S. Edward the Confessor, by a nun of Barking (3 copies, and 1 prose remaniement, in progress);

S. Edmund, archbishop of Canterbury, by Matthew Paris;

S. Audrée of Ely, by Marie, a nun;

S. Osith;

S. Fey, by Simon of Walsingham;

S. Modwenna (2 copies);

S. Richard, bishop of Chichester;

S. Catherine of Alexandria (3 copies).

In addition to the lives from the Campsey manuscript, the electronic corpus includes the 13th-century Anglo-Norman life of S. Clement, pape (Cambridge, Trinity College, MS R.3.46)


2. The French of England: Vernacular Literary Theory and Practices, 1130-1450.

In collaboration with Jocelyn Wogan-Browne and Thelma Fenster, I am editing to a critical anthology of some 70 textual prologues or other passages in the French of England which reflect on the nature and strategies of vernacularity. Widely representative texts from the extant corpus will be edited from the manuscript sources and translated, with introductions, notes, and extensive reference to Middle English analogues and parallels. There will be a glossary, a list of Anglo-Norman /Middle English overlaps, an appendix of Middle English translations and reworkings of Prologues. This volume is a complementary volume to the earlier critical anthology, The Idea of the Vernacular: an Anthology of Middle English LIterary Theory, 1280-1520, ed. Jocelyn Wogan-Browne, Nicholas Watson, Andrew Taylor, Ruth Evans (Penn State Press, 1999).

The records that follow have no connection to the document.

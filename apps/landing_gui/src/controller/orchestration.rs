//! Command orchestration helpers from UI actions to the backend command queue.

use tokio::sync::mpsc::{error::TrySendError, Sender};

use crate::backend_bridge::commands::PageCommand;

pub fn command_name(cmd: &PageCommand) -> &'static str {
    match cmd {
        PageCommand::OpenSignup => "open_signup",
        PageCommand::CaptureEmailInput(_) => "capture_email_input",
        PageCommand::SubmitWaitlist => "submit_waitlist",
        PageCommand::SurveyEmailInput(_) => "survey_email_input",
        PageCommand::SetPurpose { .. } => "set_purpose",
        PageCommand::SelectStorage(_) => "select_storage",
        PageCommand::SelectBattery(_) => "select_battery",
        PageCommand::SubmitWishlist => "submit_wishlist",
        PageCommand::BackToContent => "back_to_content",
    }
}

pub fn dispatch_page_command(cmd_tx: &Sender<PageCommand>, cmd: PageCommand, status: &mut String) {
    let cmd_name = command_name(&cmd);

    match cmd_tx.try_send(cmd) {
        Ok(()) => tracing::debug!(command = cmd_name, "queued ui->backend command"),
        Err(TrySendError::Full(_)) => {
            *status = "UI command queue is full; please retry".to_string();
        }
        Err(TrySendError::Closed(_)) => {
            *status =
                "Backend command processor disconnected (possible startup/runtime failure)"
                    .to_string();
        }
    }
}
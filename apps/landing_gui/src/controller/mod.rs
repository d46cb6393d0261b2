//! Controller layer: UI events, error classification, and command dispatch.

pub mod events;
pub mod orchestration;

3. The French of England in Translation: Selected Verse Saints’ Lives.

I am collaborating with Laurie Postlewate on a volume of saints’ lives translated from the French of England. I am translating the verse lives of Faith (S. Fey, by Simon of Walsingham), Mary Magdalene (by Guillaume le Clerc de Normandie), and S. George (by Simund de Freine). Prof. Postlewate is translating the verse lives by Nicole Bozon. The translations will have a critical introduction and bibliography, notes on the text, and extracts from the original texts in an appendix. This volume is one in the “The French of England in Translation Series” as part of the Medieval and Renaissance Texts Series published by Arizona State University.